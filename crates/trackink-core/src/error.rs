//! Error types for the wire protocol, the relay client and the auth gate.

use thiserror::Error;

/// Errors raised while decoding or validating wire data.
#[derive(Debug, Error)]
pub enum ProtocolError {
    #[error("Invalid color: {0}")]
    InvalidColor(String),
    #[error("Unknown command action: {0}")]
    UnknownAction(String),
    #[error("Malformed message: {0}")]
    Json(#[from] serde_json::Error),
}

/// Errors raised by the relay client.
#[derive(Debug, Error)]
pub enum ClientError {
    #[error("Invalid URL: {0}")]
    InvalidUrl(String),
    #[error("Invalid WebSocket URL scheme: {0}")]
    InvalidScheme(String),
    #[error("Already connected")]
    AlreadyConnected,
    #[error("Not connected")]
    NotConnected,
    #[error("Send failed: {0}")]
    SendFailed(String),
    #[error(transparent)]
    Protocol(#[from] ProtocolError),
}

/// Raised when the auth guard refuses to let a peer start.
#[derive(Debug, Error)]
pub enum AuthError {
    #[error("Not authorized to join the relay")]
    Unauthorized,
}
=-=-=
* Try it
Check each line of the data above, and please copy the ones in which the string "Errors" occurs.

* Task solution
/// Errors raised while decoding or validating wire data.
/// Errors raised by the relay client.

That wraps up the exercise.